Louisiana Purchase
In 1801, Spain ceded the Louisiana Territory to France and President Thomas Jefferson dispatched Robert Livingston and James Monroe to Paris to negotiate cessions of part of that land to the United States. Napoleon Bonaparte had initially acquired the territory to try and rebuild the French Empire in North America but, as tensions with the United Kingdom increasing, he soon decided to concentrate mainly on imperial possessions and satellites in Europe. Thus, in 1803, he offered the entire Louisiana Territory and French holdings in Florida for $11,250,000. The United States also agreed to assume $3,750,000 in claims by Americans against France. Seizing the opportunity to double the size of the United States, Jefferson approved the purchase without first consulting Congress.
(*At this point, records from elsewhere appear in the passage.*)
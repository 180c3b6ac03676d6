//! Project identity and access tokens.
//!
//! [`GcloudIdentity`] follows the resolution order of the Cloud SDK:
//! environment variables first, then the `gcloud` CLI. Values are resolved at
//! most once and cached for the lifetime of the provider.

use async_trait::async_trait;
use thiserror::Error;
use tokio::process::Command;
use tokio::sync::OnceCell;
use tracing::debug;

pub const PROJECT_ENV_VARS: [&str; 2] = ["GOOGLE_CLOUD_PROJECT", "GCLOUD_PROJECT"];
pub const TOKEN_ENV_VAR: &str = "GOOGLE_OAUTH_ACCESS_TOKEN";

#[derive(Debug, Clone, Error)]
pub enum AuthError {
  #[error("no project configured: set GOOGLE_CLOUD_PROJECT or run `gcloud config set project`")]
  NoProject,

  #[error("failed to obtain access token: {0}")]
  Token(String),

  #[error("failed to run gcloud: {0}")]
  Gcloud(String),
}

/// Source of the authenticated project and credentials.
#[async_trait]
pub trait IdentityProvider: Send + Sync {
  async fn project_id(&self) -> Result<String, AuthError>;

  /// Bearer token valid for the given OAuth scopes.
  async fn access_token(&self, scopes: &[&str]) -> Result<String, AuthError>;
}

/// Fixed project and token.
#[derive(Debug, Clone)]
pub struct StaticIdentity {
  project_id: String,
  token: String,
}

impl StaticIdentity {
  pub fn new(project_id: impl Into<String>, token: impl Into<String>) -> Self {
    Self {
      project_id: project_id.into(),
      token: token.into(),
    }
  }
}

#[async_trait]
impl IdentityProvider for StaticIdentity {
  async fn project_id(&self) -> Result<String, AuthError> {
    Ok(self.project_id.clone())
  }

  async fn access_token(&self, _scopes: &[&str]) -> Result<String, AuthError> {
    Ok(self.token.clone())
  }
}

/// Identity from the environment or the local `gcloud` installation.
#[derive(Debug, Default)]
pub struct GcloudIdentity {
  project: OnceCell<String>,
  token: OnceCell<String>,
}

impl GcloudIdentity {
  pub fn new() -> Self {
    Self::default()
  }
}

fn non_empty_env(name: &str) -> Option<String> {
  std::env::var(name).ok().filter(|v| !v.trim().is_empty())
}

/// Project id from the environment, if any.
pub fn project_from_env() -> Option<String> {
  PROJECT_ENV_VARS.iter().find_map(|name| non_empty_env(name))
}

async fn gcloud(args: &[&str]) -> Result<String, AuthError> {
  debug!(?args, "running gcloud");
  let output = Command::new("gcloud")
    .args(args)
    .output()
    .await
    .map_err(|e| AuthError::Gcloud(e.to_string()))?;

  if !output.status.success() {
    let stderr = String::from_utf8_lossy(&output.stderr);
    return Err(AuthError::Gcloud(stderr.trim().to_string()));
  }
  Ok(String::from_utf8_lossy(&output.stdout).trim().to_string())
}

#[async_trait]
impl IdentityProvider for GcloudIdentity {
  async fn project_id(&self) -> Result<String, AuthError> {
    self
      .project
      .get_or_try_init(|| async {
        if let Some(project) = project_from_env() {
          return Ok(project);
        }
        let project = gcloud(&["config", "get-value", "project"]).await?;
        if project.is_empty() || project == "(unset)" {
          return Err(AuthError::NoProject);
        }
        Ok(project)
      })
      .await
      .cloned()
  }

  async fn access_token(&self, scopes: &[&str]) -> Result<String, AuthError> {
    self
      .token
      .get_or_try_init(|| async {
        if let Some(token) = non_empty_env(TOKEN_ENV_VAR) {
          return Ok(token);
        }
        debug!(?scopes, "requesting access token from gcloud");
        let token = gcloud(&["auth", "print-access-token"])
          .await
          .map_err(|e| AuthError::Token(e.to_string()))?;
        if token.is_empty() {
          return Err(AuthError::Token("gcloud returned an empty token".to_string()));
        }
        Ok(token)
      })
      .await
      .cloned()
  }
}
He soon dispatched the Lewis and Clark Expedition to explore it and guaranteed westward immigration and expansion for the next century.
Peter J. Kastor, The Nation's Crucible: The Louisiana Purchase and the Creation of America (New Haven, CT: Yale University Press, 2004); Roger G. Kennedy, Mr. Jefferson's Lost Cause: Land, Farmers, Slavery, and the Louisiana Purchase (New York: Oxford University Press, 2003); Alexander DeConde, This Affair of Louisiana (New York: Scribner, 1976).